About a month ago, on a Sunday morning my older daughter and I took part in a Santa Fun Run in neighboring Dingwall. Her little sister and her mum had just stepped out of her house, doggy on the lead, when out of nowhere an Akita dog appeared, going straight after Luna, biting her legs and back, trying to shake her dead. It was a chunky, notoriously aggressive dog, that had escaped from where it stayed, a few kilometers away.
It all must have happened very quickly, with the wee one being hurried back into the house and people coming to help chase the attacker away. When it ran off, it only crossed the street and attacked another dog on a lead, and then another one.

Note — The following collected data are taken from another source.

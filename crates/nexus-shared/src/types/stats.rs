//! Worker heartbeat and aggregate statistics records.

use std::collections::HashMap;

use chrono::{DateTime, Utc};
use serde::{Deserialize, Serialize};

/// Published under `nexus:worker:heartbeat:{worker_id}` with a 30 s TTL.
#[derive(Debug, Clone, Serialize, Deserialize)]
pub struct WorkerHeartbeat {
    pub worker_id: u32,
    pub status: String,
    pub current_task_id: Option<String>,
    pub last_seen: DateTime<Utc>,
}

impl WorkerHeartbeat {
    pub fn active(worker_id: u32, current_task_id: Option<String>) -> Self {
        Self {
            worker_id,
            status: "active".to_string(),
            current_task_id,
            last_seen: Utc::now(),
        }
    }
}

/// Queue depth by priority tier.
#[derive(Debug, Clone, Copy, Default, PartialEq, Eq, Serialize, Deserialize)]
pub struct QueueDepths {
    pub high_priority: u64,
    pub normal_priority: u64,
    pub low_priority: u64,
}

impl QueueDepths {
    pub fn total(&self) -> u64 {
        self.high_priority + self.normal_priority + self.low_priority
    }

    pub fn as_map(&self) -> HashMap<String, i64> {
        HashMap::from([
            ("high_priority".to_string(), self.high_priority as i64),
            ("normal_priority".to_string(), self.normal_priority as i64),
            ("low_priority".to_string(), self.low_priority as i64),
            ("total".to_string(), self.total() as i64),
        ])
    }
}

/// Snapshot serialized into `stats_snapshot` events.
#[derive(Debug, Clone, Default, Serialize, Deserialize)]
pub struct GlobalStats {
    pub workers_online: u32,
    pub queue: QueueDepths,
    pub tasks_in_progress: u32,
}

#[cfg(test)]
mod tests {
    use super::*;

    #[test]
    fn test_queue_depth_totals() {
        let depths = QueueDepths {
            high_priority: 1,
            normal_priority: 2,
            low_priority: 3,
        };
        assert_eq!(depths.total(), 6);
        assert_eq!(depths.as_map()["total"], 6);
    }
}
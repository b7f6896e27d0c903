//! Queue integration tests against a real Redis:
//!
//! ```bash
//! REDIS_URL=redis://localhost:6379/15 cargo test --features test-redis
//! ```
//!
//! Uses a scratch database index; every test starts from a purged
//! keyspace.

#![cfg(feature = "test-redis")]

use std::time::Duration;

use serial_test::serial;

use nexus_queue::{KeyRouter, QueueSupervisor, WorkQueueProvider, PURGE_CONFIRMATION_TOKEN};
use nexus_shared::config::MonitoringConfig;
use nexus_shared::monitoring::EventBus;
use nexus_shared::pubsub::PubSubProvider;
use nexus_shared::types::{JobEnvelope, Priority, WorkerHeartbeat};

fn redis_url() -> String {
    std::env::var("REDIS_URL").unwrap_or_else(|_| "redis://localhost:6379/15".to_string())
}

async fn queue() -> WorkQueueProvider {
    let provider = WorkQueueProvider::connect_redis(&redis_url(), KeyRouter::default())
        .await
        .expect("redis reachable");
    provider.purge(PURGE_CONFIRMATION_TOKEN).await.unwrap();
    provider
}

#[tokio::test]
#[serial]
async fn test_enqueue_pop_round_trip_is_byte_identical() {
    let queue = queue().await;
    let job = JobEnvelope::new("t1", "AI in Healthcare", "Impact of AI", Priority::High);
    queue.enqueue(&job).await.unwrap();

    let popped = queue
        .blocking_pop(1, Duration::from_secs(1))
        .await
        .unwrap()
        .unwrap();
    assert_eq!(popped, job);
    assert_eq!(
        serde_json::to_vec(&popped).unwrap(),
        serde_json::to_vec(&job).unwrap()
    );
    queue.complete(1, &popped).await.unwrap();
}

#[tokio::test]
#[serial]
async fn test_atomic_pop_moves_to_in_flight() {
    let queue = queue().await;
    queue
        .enqueue(&JobEnvelope::new("t1", "a", "b", Priority::Normal))
        .await
        .unwrap();

    queue
        .blocking_pop(7, Duration::from_secs(1))
        .await
        .unwrap()
        .unwrap();

    assert_eq!(queue.queue_depths().await.unwrap().total(), 0);
    assert_eq!(queue.list_in_flight(7).await.unwrap().len(), 1);
    assert_eq!(queue.workers_with_in_flight().await.unwrap(), vec![7]);
}

#[tokio::test]
#[serial]
async fn test_priority_scan_order_over_redis() {
    let queue = queue().await;
    queue
        .enqueue(&JobEnvelope::new("low", "a", "b", Priority::Low))
        .await
        .unwrap();
    queue
        .enqueue(&JobEnvelope::new("high", "a", "b", Priority::High))
        .await
        .unwrap();

    let first = queue
        .blocking_pop(1, Duration::from_secs(1))
        .await
        .unwrap()
        .unwrap();
    assert_eq!(first.task_id, "high");
}

#[tokio::test]
#[serial]
async fn test_heartbeat_round_trip_and_online_count() {
    let queue = queue().await;
    queue
        .set_heartbeat(&WorkerHeartbeat::active(3, Some("t1".to_string())))
        .await
        .unwrap();

    let heartbeat = queue.get_heartbeat(3).await.unwrap().unwrap();
    assert_eq!(heartbeat.current_task_id.as_deref(), Some("t1"));
    assert_eq!(queue.workers_online().await.unwrap(), 1);

    queue.clear_heartbeat(3).await.unwrap();
    assert_eq!(queue.workers_online().await.unwrap(), 0);
}

/// The wall-clock variant of the crashed-worker scenario: a worker pops a
/// job, never heartbeats, and the supervisor reclaims the job once the
/// staleness horizon passes.
#[tokio::test]
#[serial]
async fn test_supervisor_reclaims_job_from_silent_worker() {
    let queue = queue().await;
    let pubsub = PubSubProvider::connect_redis(&redis_url()).await.unwrap();
    let mut events = pubsub
        .subscribe(&["nexus:events".to_string()])
        .await
        .unwrap();
    let event_bus = EventBus::new(pubsub.clone(), MonitoringConfig::default());

    queue
        .enqueue(&JobEnvelope::new("t1", "a", "b", Priority::Normal))
        .await
        .unwrap();
    queue
        .blocking_pop(99, Duration::from_secs(1))
        .await
        .unwrap()
        .unwrap();

    // Short heartbeat interval keeps the wall-clock wait tolerable
    let supervisor = QueueSupervisor::new(queue.clone(), event_bus, Duration::from_millis(200));
    let report = supervisor.scan_once().await.unwrap();
    assert_eq!(report.stale_workers, 1);
    assert_eq!(report.requeued, 1);

    // The retried envelope is back at the head of its tier
    let retried = queue
        .blocking_pop(2, Duration::from_secs(1))
        .await
        .unwrap()
        .unwrap();
    assert_eq!(retried.task_id, "t1");
    assert_eq!(retried.retry_count, 1);

    // task_stalled then task_retry were published
    let (_, first) = tokio::time::timeout(Duration::from_secs(2), events.recv())
        .await
        .unwrap()
        .unwrap();
    assert!(first.contains("task_stalled"));
    let (_, second) = tokio::time::timeout(Duration::from_secs(2), events.recv())
        .await
        .unwrap()
        .unwrap();
    assert!(second.contains("task_retry"));
}

#[tokio::test]
#[serial]
async fn test_redis_pubsub_round_trip() {
    let pubsub = PubSubProvider::connect_redis(&redis_url()).await.unwrap();
    let mut stream = pubsub
        .subscribe(&["nexus:events:test".to_string()])
        .await
        .unwrap();

    // Subscription setup races the first publish; retry briefly
    for _ in 0..10 {
        pubsub.publish("nexus:events:test", "ping").await.unwrap();
        if let Ok(Some((channel, payload))) =
            tokio::time::timeout(Duration::from_millis(200), stream.recv()).await
        {
            assert_eq!(channel, "nexus:events:test");
            assert_eq!(payload, "ping");
            return;
        }
    }
    panic!("no pub/sub message received");
}
//! Input normalization applied at persistence boundaries.

/// Stored title fields are clipped to this many characters.
pub const MAX_TITLE_LEN: usize = 254;

/// Fallback for absent titles.
pub const UNTITLED: &str = "Untitled";

/// Clip a title to [`MAX_TITLE_LEN`] characters; `None` becomes `"Untitled"`.
///
/// Clipping counts characters, not bytes, so a multi-byte title is never
/// split inside a code point.
pub fn clip_title(title: Option<&str>) -> String {
    match title {
        Some(t) => t.chars().take(MAX_TITLE_LEN).collect(),
        None => UNTITLED.to_string(),
    }
}

/// Validate a Redis key/channel segment: printable, no whitespace, bounded.
pub fn valid_key_segment(segment: &str) -> bool {
    !segment.is_empty()
        && segment.len() <= 128
        && segment
            .chars()
            .all(|c| c.is_ascii_alphanumeric() || matches!(c, '-' | '_' | ':' | '.'))
}

#[cfg(test)]
mod tests {
    use super::*;

    #[test]
    fn test_clip_title_boundaries() {
        assert_eq!(clip_title(Some("")).len(), 0);
        assert_eq!(clip_title(Some(&"a".repeat(254))).len(), 254);
        assert_eq!(clip_title(Some(&"a".repeat(255))).len(), 254);
        assert_eq!(clip_title(Some(&"a".repeat(300))).len(), 254);
    }

    #[test]
    fn test_clip_title_none_is_untitled() {
        assert_eq!(clip_title(None), "Untitled");
    }

    #[test]
    fn test_clip_title_respects_char_boundaries() {
        let title = "é".repeat(300);
        let clipped = clip_title(Some(&title));
        assert_eq!(clipped.chars().count(), 254);
    }

    #[test]
    fn test_key_segment_validation() {
        assert!(valid_key_segment("nexus:tasks:high_priority"));
        assert!(valid_key_segment("worker-3"));
        assert!(!valid_key_segment(""));
        assert!(!valid_key_segment("has space"));
        assert!(!valid_key_segment("semi;colon"));
    }
}
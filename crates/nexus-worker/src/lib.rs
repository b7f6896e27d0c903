//! # nexus-worker
//!
//! The background worker: pops research jobs from the queue and drives
//! them through the orchestration pipeline, one task at a time.

mod worker;

pub use worker::{ResearchWorker, WorkerConfig};
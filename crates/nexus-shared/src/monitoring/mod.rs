//! Monitoring plane: event schema and the best-effort event bus.

mod bus;
mod events;

pub use bus::EventBus;
pub use events::{MonitoringEvent, MonitoringEventType};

Too much gore and chaos for any time of the year, particularly two weeks before Luna’s second birthday, and Christmas. Eventually the police showed up and so did the dog’s owners. They were very apologetic, offered to pay the vet bill and admitted that the same had happened before. Not surprisingly it was suggested that they have to put their dog down, which happened in the meantime.
Soon after big sis and me had returned to the village after our fun run, we took Luna to the only vet available on a Sunday, a good half hour drive away. She had been bitten very badly and did not look in a good state at all. Still, she remained patient during the docs assessment and was off to a general anesthetic swiftly.
We picked her up next morning, sewn back together, limping, but alive. At home, she lay in her bed all day, not eating or drinking. When I came home that evening, I sat with her and stroked her, until she suddenly twitched. I took a look at where I had touched her, and noticed that the vet must have overseen a large wound under her left front leg. So off to our vet the very next morning. Seeing where I pointed to, the nice older lady’s words were “Ah, shiiiiiit, that looks sore!”.
So another general anesthetic, another day at the vets. I picked her up in the evening and even though still in a bad state, she looked a lot happier. The doctor said “She might still be drowsy from the painkillers we gave her.” She also said that the wound turned out to be a lot more serious than it had looked. On the edge of where the skin had been ripped off, a tooth had punctured right through a muscle and the rib cage, stopping just a millimeter before the lungs. Lucky pooch.
I said to the vet that I’d much rather she’s high as a kite, or at least numbed, though drowsy and got them to hand over any kind of pain killers they would give me, I’d much rather she’s high as a kite for a few days, or at least numbed, than in pain and miserable.
For a week she mostly rested and was not up to much, but the appetite came back and also the urge for walkies. The stitches from the six or seven large scars came out a good week ago and slightly longer walks, still on the lead though, were OK again. During those walks I was really relieved, seeing that she was not only physically on the mend, but still friendly to other, unknown dogs. She might well have taken quite a knack from what had happened, but seems like nothing much has changed in terms of sniffing and goofing.
Lastly, no blame on the other dog. For centuries this breed has championed it’s homeland of northern Japan exactly because of it’s very territorial and aggressive nature. You can’t expect an individual one to just “be good”, when the instincts kick in, that’s it.
Every blame though on the owners, obviously if you decide to have a dog like that, you must be aware that it can be a danger to every animal, including humans of all sizes, and have it under control. There’s a reason why for some breeds of dogs, including theirs, insurance is a lot higher, exactly because of the likelihood of something going wrong.
All’s well that ends well and a month on my running pal is back to yapping at rabbits and whatever else she comes across in the woods, while I wheeze and sweat somewhere behind her. Today’s run hurt, not because I’ve been bitten or fell over, but after weeks of happy hibernation, I know walking down the stairs tomorrow morning won’t be fun (I mean for me, the kids probably think it’s a hilarious circus act; might as well put on a clown nose).